(Required action) Using the data beneath this instruction, retype only the lines from the one that contains "let mut sorted = ids.clone();" down to the one that contains "fn random_string(rng: &mut", both included, exactly as they appear.
####################
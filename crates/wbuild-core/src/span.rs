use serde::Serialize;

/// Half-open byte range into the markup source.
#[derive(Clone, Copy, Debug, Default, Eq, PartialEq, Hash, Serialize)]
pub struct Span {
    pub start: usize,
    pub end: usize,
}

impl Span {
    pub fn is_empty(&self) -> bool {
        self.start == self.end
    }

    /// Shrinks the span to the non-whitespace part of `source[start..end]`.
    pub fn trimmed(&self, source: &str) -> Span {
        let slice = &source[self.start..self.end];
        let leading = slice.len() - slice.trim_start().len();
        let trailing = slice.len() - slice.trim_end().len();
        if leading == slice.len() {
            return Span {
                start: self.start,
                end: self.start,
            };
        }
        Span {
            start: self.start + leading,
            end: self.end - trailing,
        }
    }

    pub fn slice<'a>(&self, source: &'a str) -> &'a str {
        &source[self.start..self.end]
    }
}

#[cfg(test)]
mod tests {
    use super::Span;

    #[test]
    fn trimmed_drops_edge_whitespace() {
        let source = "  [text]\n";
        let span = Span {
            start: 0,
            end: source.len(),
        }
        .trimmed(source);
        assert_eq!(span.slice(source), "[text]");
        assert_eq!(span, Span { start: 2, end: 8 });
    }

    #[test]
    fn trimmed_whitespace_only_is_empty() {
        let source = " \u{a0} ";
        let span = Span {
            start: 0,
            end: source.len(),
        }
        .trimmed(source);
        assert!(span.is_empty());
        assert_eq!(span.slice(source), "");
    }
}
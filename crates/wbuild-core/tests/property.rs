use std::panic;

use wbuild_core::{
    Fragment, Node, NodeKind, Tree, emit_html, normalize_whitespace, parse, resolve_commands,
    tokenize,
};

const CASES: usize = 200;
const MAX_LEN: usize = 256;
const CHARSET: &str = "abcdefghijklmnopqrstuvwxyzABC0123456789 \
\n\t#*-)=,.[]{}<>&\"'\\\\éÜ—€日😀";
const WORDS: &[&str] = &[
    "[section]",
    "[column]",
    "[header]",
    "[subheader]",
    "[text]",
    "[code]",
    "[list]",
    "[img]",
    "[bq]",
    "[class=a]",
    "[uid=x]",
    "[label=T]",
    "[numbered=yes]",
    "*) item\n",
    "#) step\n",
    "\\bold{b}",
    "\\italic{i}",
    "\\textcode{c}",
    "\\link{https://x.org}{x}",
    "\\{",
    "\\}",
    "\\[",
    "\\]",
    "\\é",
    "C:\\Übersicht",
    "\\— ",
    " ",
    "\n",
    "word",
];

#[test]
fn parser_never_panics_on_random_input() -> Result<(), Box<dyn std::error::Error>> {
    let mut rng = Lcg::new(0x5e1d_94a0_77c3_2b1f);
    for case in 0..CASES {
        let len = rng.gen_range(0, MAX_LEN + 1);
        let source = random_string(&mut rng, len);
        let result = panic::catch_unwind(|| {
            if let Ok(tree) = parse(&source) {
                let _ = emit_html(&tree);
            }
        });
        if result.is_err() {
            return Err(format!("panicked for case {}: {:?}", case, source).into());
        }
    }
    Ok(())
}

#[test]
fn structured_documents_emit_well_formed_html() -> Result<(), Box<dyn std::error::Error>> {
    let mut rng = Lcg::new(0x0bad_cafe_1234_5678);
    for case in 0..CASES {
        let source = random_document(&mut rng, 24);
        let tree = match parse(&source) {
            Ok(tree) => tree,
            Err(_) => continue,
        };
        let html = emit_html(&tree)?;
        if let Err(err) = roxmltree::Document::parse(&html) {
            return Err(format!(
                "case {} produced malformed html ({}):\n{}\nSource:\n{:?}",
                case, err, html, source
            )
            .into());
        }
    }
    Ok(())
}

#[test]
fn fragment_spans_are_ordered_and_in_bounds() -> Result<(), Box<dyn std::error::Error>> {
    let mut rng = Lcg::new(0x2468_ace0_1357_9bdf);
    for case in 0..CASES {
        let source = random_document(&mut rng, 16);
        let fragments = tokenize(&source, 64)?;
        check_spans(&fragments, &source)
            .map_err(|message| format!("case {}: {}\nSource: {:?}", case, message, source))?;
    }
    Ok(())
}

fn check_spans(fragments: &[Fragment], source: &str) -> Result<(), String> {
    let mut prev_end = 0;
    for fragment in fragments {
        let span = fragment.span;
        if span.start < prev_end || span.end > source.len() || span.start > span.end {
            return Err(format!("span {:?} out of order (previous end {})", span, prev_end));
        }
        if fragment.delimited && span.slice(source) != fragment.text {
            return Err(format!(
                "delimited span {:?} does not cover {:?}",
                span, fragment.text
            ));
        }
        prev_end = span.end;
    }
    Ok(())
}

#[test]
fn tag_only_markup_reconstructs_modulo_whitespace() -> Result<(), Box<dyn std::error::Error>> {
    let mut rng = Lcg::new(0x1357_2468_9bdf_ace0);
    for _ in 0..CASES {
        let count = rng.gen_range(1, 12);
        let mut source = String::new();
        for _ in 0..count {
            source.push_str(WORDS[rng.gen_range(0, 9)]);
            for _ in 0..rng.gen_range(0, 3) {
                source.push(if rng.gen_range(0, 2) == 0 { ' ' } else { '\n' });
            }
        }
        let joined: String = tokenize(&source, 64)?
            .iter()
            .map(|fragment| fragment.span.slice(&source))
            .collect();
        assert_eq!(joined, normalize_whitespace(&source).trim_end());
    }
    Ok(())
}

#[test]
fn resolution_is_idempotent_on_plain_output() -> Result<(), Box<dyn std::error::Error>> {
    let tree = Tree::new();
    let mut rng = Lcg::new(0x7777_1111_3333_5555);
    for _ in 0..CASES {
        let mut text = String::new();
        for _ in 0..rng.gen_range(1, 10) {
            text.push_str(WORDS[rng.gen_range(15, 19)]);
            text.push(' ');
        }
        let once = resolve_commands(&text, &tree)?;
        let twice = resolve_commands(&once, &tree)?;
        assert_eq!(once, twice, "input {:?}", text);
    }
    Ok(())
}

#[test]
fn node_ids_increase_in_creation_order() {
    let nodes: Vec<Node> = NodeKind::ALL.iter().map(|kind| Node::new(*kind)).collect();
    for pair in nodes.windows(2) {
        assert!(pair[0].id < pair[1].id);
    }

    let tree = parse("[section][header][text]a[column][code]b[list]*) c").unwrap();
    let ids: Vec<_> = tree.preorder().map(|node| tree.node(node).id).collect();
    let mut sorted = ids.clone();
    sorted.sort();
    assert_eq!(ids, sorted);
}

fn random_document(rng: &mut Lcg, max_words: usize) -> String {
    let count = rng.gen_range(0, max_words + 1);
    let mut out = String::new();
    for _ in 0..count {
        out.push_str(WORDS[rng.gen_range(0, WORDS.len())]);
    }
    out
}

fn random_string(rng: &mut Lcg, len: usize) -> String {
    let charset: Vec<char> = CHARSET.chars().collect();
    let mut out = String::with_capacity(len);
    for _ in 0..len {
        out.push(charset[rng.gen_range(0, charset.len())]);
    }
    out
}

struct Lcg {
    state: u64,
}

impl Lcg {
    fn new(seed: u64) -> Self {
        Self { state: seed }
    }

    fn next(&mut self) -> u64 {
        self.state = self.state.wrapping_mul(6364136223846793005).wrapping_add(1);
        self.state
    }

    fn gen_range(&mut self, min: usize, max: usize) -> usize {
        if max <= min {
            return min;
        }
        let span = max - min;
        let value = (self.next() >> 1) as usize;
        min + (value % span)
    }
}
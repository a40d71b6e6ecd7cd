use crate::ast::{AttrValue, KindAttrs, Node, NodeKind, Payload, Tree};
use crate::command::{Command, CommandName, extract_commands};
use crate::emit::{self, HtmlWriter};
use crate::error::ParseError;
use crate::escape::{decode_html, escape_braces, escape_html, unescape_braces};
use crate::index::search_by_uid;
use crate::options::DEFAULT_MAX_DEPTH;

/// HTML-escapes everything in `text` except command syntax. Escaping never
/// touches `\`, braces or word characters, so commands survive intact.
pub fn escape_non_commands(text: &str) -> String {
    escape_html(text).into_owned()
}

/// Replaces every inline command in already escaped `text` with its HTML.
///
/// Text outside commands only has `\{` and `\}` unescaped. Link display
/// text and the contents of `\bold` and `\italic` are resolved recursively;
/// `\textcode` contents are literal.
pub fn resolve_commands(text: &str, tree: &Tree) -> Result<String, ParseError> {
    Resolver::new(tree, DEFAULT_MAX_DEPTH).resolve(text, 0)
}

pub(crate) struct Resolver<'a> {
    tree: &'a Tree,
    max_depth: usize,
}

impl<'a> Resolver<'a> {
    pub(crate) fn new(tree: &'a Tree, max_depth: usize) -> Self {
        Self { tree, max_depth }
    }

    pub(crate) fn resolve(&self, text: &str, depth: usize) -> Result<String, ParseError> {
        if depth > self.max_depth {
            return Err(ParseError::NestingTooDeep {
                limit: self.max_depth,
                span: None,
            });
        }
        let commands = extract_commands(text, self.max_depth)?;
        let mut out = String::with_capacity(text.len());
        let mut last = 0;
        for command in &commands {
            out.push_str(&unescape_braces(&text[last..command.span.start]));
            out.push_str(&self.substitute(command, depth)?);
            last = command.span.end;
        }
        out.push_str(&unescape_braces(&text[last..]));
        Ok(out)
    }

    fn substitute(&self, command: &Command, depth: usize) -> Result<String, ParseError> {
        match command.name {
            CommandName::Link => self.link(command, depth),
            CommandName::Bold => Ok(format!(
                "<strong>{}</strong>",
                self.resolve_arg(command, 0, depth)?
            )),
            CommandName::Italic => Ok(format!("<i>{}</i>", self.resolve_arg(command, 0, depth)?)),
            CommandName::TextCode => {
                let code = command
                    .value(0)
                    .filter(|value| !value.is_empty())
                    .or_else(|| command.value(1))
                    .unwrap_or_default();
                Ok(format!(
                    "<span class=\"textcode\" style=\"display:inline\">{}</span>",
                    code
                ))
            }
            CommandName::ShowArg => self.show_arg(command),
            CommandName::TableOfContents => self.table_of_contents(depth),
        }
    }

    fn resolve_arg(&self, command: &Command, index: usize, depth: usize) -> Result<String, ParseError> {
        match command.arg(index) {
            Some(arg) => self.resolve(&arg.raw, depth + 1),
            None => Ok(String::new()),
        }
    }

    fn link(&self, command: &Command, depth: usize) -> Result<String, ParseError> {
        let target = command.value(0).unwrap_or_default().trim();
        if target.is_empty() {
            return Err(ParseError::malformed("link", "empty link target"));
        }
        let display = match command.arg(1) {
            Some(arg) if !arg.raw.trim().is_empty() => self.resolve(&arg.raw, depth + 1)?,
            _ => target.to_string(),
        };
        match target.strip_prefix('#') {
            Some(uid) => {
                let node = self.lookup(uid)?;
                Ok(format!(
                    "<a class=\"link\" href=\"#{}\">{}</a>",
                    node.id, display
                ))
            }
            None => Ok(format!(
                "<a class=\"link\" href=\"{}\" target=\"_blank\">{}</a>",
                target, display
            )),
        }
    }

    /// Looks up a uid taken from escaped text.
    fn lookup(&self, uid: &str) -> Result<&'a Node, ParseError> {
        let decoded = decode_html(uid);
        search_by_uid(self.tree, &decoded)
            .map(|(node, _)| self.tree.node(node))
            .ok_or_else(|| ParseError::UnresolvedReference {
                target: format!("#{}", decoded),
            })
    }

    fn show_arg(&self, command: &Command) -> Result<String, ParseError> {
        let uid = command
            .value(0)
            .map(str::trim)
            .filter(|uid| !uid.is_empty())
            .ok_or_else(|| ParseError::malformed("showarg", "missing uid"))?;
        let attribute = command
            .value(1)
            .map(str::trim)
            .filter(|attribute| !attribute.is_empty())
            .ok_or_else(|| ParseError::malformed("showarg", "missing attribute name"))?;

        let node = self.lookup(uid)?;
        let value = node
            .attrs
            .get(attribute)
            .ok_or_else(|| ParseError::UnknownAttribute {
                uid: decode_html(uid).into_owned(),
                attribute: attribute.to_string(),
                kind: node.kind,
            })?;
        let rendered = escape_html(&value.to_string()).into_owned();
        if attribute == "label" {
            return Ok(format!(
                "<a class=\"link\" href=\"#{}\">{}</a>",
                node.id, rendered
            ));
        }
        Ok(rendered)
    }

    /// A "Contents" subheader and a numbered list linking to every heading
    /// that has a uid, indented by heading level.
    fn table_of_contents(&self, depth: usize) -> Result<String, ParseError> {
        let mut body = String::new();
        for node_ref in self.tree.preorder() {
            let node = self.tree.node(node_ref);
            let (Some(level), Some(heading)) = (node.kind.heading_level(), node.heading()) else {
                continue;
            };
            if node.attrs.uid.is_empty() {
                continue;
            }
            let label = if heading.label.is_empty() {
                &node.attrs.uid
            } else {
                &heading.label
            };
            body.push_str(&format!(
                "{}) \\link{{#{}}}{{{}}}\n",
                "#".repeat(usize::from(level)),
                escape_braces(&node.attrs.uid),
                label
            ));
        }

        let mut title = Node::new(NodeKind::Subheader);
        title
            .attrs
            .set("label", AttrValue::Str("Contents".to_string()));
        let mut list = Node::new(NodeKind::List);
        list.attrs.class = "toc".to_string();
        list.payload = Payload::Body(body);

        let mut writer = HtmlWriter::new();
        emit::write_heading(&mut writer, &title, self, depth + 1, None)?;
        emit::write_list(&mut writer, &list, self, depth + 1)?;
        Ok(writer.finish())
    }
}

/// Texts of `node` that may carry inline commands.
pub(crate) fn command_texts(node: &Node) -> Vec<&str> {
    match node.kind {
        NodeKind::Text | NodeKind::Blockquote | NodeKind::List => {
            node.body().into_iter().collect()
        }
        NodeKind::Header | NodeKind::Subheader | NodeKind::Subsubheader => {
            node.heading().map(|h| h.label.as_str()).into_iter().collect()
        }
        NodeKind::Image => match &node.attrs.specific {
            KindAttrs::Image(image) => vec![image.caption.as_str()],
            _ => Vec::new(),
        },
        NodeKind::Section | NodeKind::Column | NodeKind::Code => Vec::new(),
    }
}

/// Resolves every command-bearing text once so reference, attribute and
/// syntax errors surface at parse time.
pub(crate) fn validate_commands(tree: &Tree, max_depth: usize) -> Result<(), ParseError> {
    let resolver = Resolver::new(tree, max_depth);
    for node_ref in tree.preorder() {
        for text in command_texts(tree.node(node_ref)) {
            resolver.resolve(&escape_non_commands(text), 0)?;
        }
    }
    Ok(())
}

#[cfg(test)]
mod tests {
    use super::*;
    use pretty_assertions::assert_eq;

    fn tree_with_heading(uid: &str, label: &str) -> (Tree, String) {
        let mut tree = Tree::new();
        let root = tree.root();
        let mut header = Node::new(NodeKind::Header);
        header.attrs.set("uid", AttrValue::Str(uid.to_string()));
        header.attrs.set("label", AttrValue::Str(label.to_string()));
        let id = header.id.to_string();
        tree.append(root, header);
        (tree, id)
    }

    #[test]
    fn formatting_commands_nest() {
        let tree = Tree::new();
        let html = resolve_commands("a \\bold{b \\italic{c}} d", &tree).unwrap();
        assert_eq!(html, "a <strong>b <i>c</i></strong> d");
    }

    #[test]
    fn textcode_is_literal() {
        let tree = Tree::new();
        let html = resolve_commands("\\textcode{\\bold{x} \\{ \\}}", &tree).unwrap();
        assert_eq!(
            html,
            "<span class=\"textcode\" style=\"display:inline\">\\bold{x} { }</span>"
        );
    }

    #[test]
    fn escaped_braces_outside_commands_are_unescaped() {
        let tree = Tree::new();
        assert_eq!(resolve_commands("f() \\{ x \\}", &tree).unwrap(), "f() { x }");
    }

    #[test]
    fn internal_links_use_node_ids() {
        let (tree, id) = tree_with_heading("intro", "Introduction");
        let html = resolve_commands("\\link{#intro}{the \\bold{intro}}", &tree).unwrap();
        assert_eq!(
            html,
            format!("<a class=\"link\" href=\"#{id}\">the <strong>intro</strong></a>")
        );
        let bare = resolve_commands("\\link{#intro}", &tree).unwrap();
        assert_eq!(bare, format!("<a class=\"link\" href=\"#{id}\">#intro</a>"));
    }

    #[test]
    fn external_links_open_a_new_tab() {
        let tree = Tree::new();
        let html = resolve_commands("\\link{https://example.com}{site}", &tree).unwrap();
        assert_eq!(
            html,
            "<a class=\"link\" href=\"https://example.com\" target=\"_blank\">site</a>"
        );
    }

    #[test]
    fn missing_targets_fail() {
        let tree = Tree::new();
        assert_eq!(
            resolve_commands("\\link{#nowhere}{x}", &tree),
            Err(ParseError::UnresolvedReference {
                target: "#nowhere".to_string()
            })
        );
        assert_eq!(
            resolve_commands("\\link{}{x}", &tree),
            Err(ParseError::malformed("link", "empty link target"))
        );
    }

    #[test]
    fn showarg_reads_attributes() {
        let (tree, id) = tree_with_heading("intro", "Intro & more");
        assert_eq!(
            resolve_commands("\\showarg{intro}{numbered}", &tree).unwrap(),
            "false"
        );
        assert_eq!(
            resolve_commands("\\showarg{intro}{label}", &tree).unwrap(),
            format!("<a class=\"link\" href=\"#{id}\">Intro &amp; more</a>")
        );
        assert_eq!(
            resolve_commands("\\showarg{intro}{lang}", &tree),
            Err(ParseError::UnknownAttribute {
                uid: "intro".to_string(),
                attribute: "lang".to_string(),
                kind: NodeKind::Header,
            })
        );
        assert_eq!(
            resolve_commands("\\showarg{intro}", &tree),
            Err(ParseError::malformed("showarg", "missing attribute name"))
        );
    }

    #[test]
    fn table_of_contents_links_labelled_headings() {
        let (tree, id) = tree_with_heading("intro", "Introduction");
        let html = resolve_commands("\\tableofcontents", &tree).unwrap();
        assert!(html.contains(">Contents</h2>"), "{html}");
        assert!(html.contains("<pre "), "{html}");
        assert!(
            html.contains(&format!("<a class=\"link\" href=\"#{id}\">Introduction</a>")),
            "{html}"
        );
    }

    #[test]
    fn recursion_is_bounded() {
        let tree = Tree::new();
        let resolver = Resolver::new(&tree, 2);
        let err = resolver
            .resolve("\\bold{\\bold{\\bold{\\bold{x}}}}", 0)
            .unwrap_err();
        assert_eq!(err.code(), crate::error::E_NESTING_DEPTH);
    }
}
####################
(Completed task)
    let mut sorted = ids.clone();
    sorted.sort();
    assert_eq!(ids, sorted);
}

fn random_document(rng: &mut Lcg, max_words: usize) -> String {
    let count = rng.gen_range(0, max_words + 1);
    let mut out = String::new();
    for _ in 0..count {
        out.push_str(WORDS[rng.gen_range(0, WORDS.len())]);
    }
    out
}

fn random_string(rng: &mut Lcg, len: usize) -> String {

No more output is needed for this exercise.